## GOAL OF THE EXERCISE
Go through the data below line by line. Give only the number of lines that contain "when".

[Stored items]

☆ ☆ ☆

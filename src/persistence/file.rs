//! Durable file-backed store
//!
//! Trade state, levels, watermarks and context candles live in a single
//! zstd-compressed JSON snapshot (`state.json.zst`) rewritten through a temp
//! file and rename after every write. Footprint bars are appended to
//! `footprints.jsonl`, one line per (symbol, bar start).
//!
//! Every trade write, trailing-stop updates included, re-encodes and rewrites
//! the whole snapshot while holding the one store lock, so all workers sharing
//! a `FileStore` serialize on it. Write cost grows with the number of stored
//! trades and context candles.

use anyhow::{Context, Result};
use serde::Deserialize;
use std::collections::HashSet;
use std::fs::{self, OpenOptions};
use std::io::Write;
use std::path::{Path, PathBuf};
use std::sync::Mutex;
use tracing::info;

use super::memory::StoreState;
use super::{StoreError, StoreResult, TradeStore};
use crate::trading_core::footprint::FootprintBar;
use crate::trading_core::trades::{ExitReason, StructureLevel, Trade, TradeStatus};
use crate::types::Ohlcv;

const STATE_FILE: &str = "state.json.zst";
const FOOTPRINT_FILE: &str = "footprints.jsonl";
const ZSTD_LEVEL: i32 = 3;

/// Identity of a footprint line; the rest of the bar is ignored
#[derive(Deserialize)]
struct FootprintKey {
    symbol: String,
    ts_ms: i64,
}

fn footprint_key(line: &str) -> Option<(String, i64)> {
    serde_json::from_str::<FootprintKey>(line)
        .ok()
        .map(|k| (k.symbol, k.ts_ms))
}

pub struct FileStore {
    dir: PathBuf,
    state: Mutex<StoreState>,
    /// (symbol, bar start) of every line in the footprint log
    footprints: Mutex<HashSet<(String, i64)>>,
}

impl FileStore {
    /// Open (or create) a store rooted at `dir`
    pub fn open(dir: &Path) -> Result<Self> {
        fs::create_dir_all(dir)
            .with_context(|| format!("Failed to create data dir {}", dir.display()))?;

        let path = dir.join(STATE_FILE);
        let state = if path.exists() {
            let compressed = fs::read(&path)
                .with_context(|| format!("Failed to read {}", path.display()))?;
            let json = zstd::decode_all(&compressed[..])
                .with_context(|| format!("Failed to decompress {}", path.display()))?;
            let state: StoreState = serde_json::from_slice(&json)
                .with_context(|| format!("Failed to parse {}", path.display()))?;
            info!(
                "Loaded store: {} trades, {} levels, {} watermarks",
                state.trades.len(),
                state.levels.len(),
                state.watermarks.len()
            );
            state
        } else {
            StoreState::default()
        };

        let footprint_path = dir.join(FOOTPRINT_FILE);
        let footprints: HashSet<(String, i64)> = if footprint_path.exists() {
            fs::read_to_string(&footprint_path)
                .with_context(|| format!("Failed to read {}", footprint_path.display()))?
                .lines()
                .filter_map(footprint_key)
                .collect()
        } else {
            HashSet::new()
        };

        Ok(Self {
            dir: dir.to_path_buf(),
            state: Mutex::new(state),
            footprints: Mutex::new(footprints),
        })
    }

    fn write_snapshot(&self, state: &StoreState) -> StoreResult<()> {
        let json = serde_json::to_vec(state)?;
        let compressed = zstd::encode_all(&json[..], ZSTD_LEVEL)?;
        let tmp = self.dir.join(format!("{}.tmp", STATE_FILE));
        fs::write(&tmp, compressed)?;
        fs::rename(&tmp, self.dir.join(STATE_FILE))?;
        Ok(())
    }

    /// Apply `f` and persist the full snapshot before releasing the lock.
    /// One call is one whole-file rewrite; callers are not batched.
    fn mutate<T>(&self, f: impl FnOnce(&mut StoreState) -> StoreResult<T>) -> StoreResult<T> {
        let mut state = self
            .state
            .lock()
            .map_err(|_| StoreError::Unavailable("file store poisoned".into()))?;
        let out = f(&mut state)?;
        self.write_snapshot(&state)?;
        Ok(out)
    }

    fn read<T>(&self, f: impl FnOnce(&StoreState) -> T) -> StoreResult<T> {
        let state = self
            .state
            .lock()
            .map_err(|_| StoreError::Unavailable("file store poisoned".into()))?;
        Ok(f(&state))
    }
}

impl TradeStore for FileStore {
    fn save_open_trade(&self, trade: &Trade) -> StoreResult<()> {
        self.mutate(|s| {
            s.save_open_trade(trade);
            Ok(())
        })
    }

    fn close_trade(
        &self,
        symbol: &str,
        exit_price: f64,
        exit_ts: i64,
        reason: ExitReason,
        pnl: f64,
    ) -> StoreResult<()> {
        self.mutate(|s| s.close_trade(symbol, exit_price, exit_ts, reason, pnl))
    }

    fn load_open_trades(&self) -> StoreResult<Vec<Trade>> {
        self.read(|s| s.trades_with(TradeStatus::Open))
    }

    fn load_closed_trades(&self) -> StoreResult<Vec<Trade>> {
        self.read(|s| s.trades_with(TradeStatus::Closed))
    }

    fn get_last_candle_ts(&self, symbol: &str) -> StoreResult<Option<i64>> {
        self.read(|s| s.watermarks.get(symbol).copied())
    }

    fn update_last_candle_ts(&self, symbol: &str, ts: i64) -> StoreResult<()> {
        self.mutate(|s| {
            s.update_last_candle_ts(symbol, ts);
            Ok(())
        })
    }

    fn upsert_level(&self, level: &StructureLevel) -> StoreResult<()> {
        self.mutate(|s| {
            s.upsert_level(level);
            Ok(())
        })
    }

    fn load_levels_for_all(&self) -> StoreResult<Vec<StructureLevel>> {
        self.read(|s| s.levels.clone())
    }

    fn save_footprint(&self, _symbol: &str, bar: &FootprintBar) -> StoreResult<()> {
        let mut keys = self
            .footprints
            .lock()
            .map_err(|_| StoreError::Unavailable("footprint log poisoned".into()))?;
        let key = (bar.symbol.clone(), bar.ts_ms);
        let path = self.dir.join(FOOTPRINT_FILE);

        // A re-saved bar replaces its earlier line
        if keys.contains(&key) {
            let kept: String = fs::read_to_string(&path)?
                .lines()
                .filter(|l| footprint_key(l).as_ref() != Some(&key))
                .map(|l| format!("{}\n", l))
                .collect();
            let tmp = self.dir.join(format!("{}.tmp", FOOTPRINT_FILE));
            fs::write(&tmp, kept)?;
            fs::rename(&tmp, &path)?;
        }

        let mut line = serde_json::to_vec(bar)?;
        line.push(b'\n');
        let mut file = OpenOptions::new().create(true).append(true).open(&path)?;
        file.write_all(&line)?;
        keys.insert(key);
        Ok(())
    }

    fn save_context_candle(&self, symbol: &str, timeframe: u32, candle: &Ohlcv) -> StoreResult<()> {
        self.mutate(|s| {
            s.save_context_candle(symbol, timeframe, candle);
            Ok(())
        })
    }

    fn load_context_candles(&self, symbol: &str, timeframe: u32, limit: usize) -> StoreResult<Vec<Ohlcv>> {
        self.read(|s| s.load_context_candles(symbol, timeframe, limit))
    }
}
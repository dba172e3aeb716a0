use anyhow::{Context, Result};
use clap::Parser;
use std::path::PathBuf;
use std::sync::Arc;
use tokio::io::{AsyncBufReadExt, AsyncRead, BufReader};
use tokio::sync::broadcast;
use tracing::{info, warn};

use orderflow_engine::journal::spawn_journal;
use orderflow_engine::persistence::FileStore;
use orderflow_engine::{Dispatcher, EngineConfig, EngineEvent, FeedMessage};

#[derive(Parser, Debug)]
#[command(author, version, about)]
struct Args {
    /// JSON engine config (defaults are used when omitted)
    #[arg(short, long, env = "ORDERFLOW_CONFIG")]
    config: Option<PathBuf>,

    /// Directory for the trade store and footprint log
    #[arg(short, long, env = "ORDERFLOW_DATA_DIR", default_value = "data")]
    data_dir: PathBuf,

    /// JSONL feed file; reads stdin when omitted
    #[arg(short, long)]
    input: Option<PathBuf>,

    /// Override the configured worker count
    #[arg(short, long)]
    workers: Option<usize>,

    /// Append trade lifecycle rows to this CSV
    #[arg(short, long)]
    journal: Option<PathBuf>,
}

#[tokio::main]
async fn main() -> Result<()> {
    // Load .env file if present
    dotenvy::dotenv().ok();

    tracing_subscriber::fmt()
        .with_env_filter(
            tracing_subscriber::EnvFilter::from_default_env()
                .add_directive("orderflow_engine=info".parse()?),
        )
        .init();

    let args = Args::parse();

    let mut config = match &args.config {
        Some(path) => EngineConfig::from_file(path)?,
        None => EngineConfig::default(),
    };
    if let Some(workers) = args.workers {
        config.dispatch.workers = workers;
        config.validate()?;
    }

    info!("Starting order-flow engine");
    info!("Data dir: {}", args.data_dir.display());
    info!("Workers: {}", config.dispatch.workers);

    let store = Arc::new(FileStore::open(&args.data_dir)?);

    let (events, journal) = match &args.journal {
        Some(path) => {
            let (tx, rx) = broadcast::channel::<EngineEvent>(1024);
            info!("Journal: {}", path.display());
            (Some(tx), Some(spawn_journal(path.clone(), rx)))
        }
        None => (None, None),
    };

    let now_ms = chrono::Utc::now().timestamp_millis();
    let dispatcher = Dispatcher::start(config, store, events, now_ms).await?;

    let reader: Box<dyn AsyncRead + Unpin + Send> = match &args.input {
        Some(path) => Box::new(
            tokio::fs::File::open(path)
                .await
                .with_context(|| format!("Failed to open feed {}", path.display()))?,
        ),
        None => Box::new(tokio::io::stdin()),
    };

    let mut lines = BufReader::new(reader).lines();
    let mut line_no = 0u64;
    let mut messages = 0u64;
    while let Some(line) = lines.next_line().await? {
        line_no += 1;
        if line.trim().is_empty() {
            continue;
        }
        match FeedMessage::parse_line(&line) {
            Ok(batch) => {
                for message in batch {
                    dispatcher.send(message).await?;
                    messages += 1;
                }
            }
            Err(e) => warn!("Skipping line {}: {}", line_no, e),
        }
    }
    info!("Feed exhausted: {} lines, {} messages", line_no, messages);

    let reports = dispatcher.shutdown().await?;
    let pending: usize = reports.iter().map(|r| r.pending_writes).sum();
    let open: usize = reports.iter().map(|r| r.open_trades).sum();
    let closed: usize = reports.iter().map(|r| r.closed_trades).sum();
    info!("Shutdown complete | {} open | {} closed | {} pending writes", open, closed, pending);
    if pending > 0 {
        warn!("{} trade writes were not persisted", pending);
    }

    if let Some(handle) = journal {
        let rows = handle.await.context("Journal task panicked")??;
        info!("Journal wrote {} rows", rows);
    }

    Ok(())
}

☆ ☆ ☆

## RESPONSE TO THE TASK
2